Data supplied START

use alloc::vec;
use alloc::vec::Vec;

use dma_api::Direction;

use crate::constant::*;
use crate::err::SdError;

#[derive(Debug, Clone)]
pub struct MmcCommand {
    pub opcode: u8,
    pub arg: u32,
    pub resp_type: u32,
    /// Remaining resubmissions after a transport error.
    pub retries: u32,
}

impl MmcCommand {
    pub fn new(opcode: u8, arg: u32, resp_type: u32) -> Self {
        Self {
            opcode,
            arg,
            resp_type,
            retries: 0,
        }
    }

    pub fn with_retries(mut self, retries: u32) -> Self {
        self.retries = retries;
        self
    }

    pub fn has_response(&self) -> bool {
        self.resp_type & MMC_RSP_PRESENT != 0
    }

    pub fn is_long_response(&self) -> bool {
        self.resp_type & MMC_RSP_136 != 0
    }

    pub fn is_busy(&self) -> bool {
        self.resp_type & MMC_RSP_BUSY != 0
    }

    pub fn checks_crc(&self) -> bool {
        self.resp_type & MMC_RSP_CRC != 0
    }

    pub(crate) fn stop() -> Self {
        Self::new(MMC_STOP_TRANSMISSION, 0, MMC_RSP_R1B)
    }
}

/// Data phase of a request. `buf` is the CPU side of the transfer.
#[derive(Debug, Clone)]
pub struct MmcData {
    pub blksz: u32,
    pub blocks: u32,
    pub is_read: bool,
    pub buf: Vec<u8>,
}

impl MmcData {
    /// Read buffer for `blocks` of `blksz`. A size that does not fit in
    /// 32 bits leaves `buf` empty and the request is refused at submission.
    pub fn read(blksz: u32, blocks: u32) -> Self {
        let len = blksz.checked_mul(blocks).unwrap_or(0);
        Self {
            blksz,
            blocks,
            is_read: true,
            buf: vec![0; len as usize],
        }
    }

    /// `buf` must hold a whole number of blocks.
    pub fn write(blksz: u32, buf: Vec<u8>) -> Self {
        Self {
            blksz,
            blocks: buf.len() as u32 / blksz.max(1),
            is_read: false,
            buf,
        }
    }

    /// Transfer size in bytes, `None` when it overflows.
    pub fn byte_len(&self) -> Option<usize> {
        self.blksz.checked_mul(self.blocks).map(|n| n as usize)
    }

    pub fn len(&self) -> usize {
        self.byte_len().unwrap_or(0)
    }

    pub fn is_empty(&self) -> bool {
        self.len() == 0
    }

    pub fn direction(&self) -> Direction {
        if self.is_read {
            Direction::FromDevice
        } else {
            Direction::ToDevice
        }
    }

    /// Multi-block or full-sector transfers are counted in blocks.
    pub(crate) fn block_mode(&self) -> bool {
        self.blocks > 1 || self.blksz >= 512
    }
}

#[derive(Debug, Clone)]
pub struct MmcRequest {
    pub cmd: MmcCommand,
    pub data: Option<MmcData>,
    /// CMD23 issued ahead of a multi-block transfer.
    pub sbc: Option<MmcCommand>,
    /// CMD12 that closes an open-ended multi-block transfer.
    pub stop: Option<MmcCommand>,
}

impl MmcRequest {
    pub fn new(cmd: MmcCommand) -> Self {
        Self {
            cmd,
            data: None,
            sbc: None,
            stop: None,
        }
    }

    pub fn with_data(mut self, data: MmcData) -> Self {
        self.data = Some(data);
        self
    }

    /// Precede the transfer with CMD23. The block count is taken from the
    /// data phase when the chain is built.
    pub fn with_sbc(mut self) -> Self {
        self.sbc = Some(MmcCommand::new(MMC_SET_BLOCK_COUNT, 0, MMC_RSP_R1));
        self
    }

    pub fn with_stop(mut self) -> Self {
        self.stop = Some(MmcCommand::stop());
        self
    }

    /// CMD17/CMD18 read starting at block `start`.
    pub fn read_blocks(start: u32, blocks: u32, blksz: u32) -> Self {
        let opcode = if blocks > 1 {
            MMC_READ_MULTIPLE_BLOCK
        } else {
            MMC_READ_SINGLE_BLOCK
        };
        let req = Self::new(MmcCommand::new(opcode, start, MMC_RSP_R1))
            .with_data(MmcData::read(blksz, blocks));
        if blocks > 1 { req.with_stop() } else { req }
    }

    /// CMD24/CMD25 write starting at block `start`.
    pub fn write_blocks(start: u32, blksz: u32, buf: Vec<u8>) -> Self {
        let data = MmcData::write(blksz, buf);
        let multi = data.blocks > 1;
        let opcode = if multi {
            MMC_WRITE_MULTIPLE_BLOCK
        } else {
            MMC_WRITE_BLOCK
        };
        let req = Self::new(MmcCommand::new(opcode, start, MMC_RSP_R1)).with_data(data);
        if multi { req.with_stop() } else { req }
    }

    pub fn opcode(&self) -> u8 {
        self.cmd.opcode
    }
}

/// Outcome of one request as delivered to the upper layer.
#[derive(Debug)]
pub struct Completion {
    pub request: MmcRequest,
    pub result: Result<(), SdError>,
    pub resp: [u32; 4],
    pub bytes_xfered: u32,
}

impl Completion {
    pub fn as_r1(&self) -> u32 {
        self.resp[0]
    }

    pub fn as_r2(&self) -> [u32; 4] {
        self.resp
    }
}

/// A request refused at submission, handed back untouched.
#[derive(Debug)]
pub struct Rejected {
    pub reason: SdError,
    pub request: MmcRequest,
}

Data supplied END

Output the entries above word for word.

use alloc::vec;
use alloc::vec::Vec;

use dma_api::Direction;

use crate::constant::*;
use crate::err::SdError;

#[derive(Debug, Clone)]
pub struct MmcCommand {
    pub opcode: u8,
    pub arg: u32,
    pub resp_type: u32,
    /// Remaining resubmissions after a transport error.
    pub retries: u32,
}

impl MmcCommand {
    pub fn new(opcode: u8, arg: u32, resp_type: u32) -> Self {
        Self {
            opcode,
            arg,
            resp_type,
            retries: 0,
        }
    }

    pub fn with_retries(mut self, retries: u32) -> Self {
        self.retries = retries;
        self
    }

    pub fn has_response(&self) -> bool {
        self.resp_type & MMC_RSP_PRESENT != 0
    }

    pub fn is_long_response(&self) -> bool {
        self.resp_type & MMC_RSP_136 != 0
    }

    pub fn is_busy(&self) -> bool {
        self.resp_type & MMC_RSP_BUSY != 0
    }

    pub fn checks_crc(&self) -> bool {
        self.resp_type & MMC_RSP_CRC != 0
    }

    pub(crate) fn stop() -> Self {
        Self::new(MMC_STOP_TRANSMISSION, 0, MMC_RSP_R1B)
    }
}

/// Data phase of a request. `buf` is the CPU side of the transfer.
#[derive(Debug, Clone)]
pub struct MmcData {
    pub blksz: u32,
    pub blocks: u32,
    pub is_read: bool,
    pub buf: Vec<u8>,
}

impl MmcData {
    /// Read buffer for `blocks` of `blksz`. A size that does not fit in
    /// 32 bits leaves `buf` empty and the request is refused at submission.
    pub fn read(blksz: u32, blocks: u32) -> Self {
        let len = blksz.checked_mul(blocks).unwrap_or(0);
        Self {
            blksz,
            blocks,
            is_read: true,
            buf: vec![0; len as usize],
        }
    }

    /// `buf` must hold a whole number of blocks.
    pub fn write(blksz: u32, buf: Vec<u8>) -> Self {
        Self {
            blksz,
            blocks: buf.len() as u32 / blksz.max(1),
            is_read: false,
            buf,
        }
    }

    /// Transfer size in bytes, `None` when it overflows.
    pub fn byte_len(&self) -> Option<usize> {
        self.blksz.checked_mul(self.blocks).map(|n| n as usize)
    }

    pub fn len(&self) -> usize {
        self.byte_len().unwrap_or(0)
    }

    pub fn is_empty(&self) -> bool {
        self.len() == 0
    }

    pub fn direction(&self) -> Direction {
        if self.is_read {
            Direction::FromDevice
        } else {
            Direction::ToDevice
        }
    }

    /// Multi-block or full-sector transfers are counted in blocks.
    pub(crate) fn block_mode(&self) -> bool {
        self.blocks > 1 || self.blksz >= 512
    }
}

#[derive(Debug, Clone)]
pub struct MmcRequest {
    pub cmd: MmcCommand,
    pub data: Option<MmcData>,
    /// CMD23 issued ahead of a multi-block transfer.
    pub sbc: Option<MmcCommand>,
    /// CMD12 that closes an open-ended multi-block transfer.
    pub stop: Option<MmcCommand>,
}

impl MmcRequest {
    pub fn new(cmd: MmcCommand) -> Self {
        Self {
            cmd,
            data: None,
            sbc: None,
            stop: None,
        }
    }

    pub fn with_data(mut self, data: MmcData) -> Self {
        self.data = Some(data);
        self
    }

    /// Precede the transfer with CMD23. The block count is taken from the
    /// data phase when the chain is built.
    pub fn with_sbc(mut self) -> Self {
        self.sbc = Some(MmcCommand::new(MMC_SET_BLOCK_COUNT, 0, MMC_RSP_R1));
        self
    }

    pub fn with_stop(mut self) -> Self {
        self.stop = Some(MmcCommand::stop());
        self
    }

    /// CMD17/CMD18 read starting at block `start`.
    pub fn read_blocks(start: u32, blocks: u32, blksz: u32) -> Self {
        let opcode = if blocks > 1 {
            MMC_READ_MULTIPLE_BLOCK
        } else {
            MMC_READ_SINGLE_BLOCK
        };
        let req = Self::new(MmcCommand::new(opcode, start, MMC_RSP_R1))
            .with_data(MmcData::read(blksz, blocks));
        if blocks > 1 { req.with_stop() } else { req }
    }

    /// CMD24/CMD25 write starting at block `start`.
    pub fn write_blocks(start: u32, blksz: u32, buf: Vec<u8>) -> Self {
        let data = MmcData::write(blksz, buf);
        let multi = data.blocks > 1;
        let opcode = if multi {
            MMC_WRITE_MULTIPLE_BLOCK
        } else {
            MMC_WRITE_BLOCK
        };
        let req = Self::new(MmcCommand::new(opcode, start, MMC_RSP_R1)).with_data(data);
        if multi { req.with_stop() } else { req }
    }

    pub fn opcode(&self) -> u8 {
        self.cmd.opcode
    }
}

/// Outcome of one request as delivered to the upper layer.
#[derive(Debug)]
pub struct Completion {
    pub request: MmcRequest,
    pub result: Result<(), SdError>,
    pub resp: [u32; 4],
    pub bytes_xfered: u32,
}

impl Completion {
    pub fn as_r1(&self) -> u32 {
        self.resp[0]
    }

    pub fn as_r2(&self) -> [u32; 4] {
        self.resp
    }
}

/// A request refused at submission, handed back untouched.
#[derive(Debug)]
pub struct Rejected {
    pub reason: SdError,
    pub request: MmcRequest,
}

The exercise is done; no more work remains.